A prior district court initially upheld the constitutionality of the law, but on appeal, the D.C. Circuit offered a mixed response. Although it affirmed the bans on assault weapons and large-capacity magazines, as well as the handgun-registration requirement, it remanded the case to this Court to permit the parties to develop a more thorough factual record in relation to the lion's share of the regulations. Having done so, both sides now cross-move for summary judgment, asking the Court to consider their constitutional arguments in light of the new evidence adduced.

The Second Amendment requires the District to justify its firearm-registration requirements by presenting substantial evidence that they will achieve important governmental interests and that they are narrowly tailored to such ends. The Court ultimately concludes that the government has met that burden and that the regulations pass constitutional scrutiny.

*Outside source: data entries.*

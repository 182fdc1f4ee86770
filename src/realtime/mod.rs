//! Live updates for dashboard connections
//!
//! ```text
//! WebSocket ──register──► RoomRegistry ◄──snapshot── Broadcaster ◄── JobTrigger
//!                          (rooms ↔ conns)            (fan-out)       MonitorWorker
//! ```

pub mod broadcaster;
pub mod messages;
pub mod registry;

pub use broadcaster::{Broadcaster, DeliveryReport};
pub use messages::{BroadcastMessage, ClientRequest, NotificationLevel, Payload};
pub use registry::{
    ConnectionId, ConnectionSink, DEFAULT_ROOMS, ROOM_ALERTS, ROOM_DASHBOARD,
    ROOM_DEVICE_MONITORING, ROOM_URGENT_ALERTS, RoomRegistry, device_room, is_joinable_room,
};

The people of this city, acting through their elected representatives, have sought to combat gun violence and promote public safety. The Court finds that they have done so in a constitutionally permissible manner.

I. Background

In 2008, the Supreme Court struck down the District of Columbia's handgun law as violating the Second Amendment right to keep and bear arms. That landmark decision, Heller I, announced that the Second Amendment protects “the right of law-abiding, responsible citizens to use arms in defense of hearth and home.” Id. at 635, 128 S.Ct. 2783. The Court thus voided the District's total ban on handgun possession as well as its requirement that D.C. residents store their lawfully owned firearms disassembled or bound by a trigger lock. See id. at 574–75, 128 S.Ct. 2783. Because a handgun is “the quintessential self-defense weapon” and because storing firearms disassembled or locked “makes it impossible for citizens to use them for the core lawful purpose of self-defense,” the Court found that these two regulations contravened the Second Amendment. Id. at 629–30, 635, 128 S.Ct. 2783.

A few months after Heller I, the D.C. Council enacted the Firearms Registration Amendment Act of 2008, which amended what remained of the District's gun laws in order to create a new and constitutionally compliant scheme for regulating firearms.See D.C. Law 17–372; 56 D.C.Reg. 3438 (May 1, 2009). The Council adjusted this scheme again in 2012. See D.C. Law 19–170; 59 D.C.Reg. 5691 (May 15, 2012). When the Council considered both the 2008 FRA and the 2012 amendments, it held several days of public hearings during which it received oral and written testimony supporting and opposing the legislation. See Def. Mot., Exh. A (Appendix) at 33–49 (Council of the District of Columbia Committee on Public Safety and the Judiciary, Report on Bill 17–1843, “Firearms Registration Amendment Act of 2008”) (“2008 Report”); id. at 120–48 (Council of the District of Columbia Committee on the Judiciary, Report on Bill 19–614, “Firearms Amendment Act of 2012”) (“2012 Report”).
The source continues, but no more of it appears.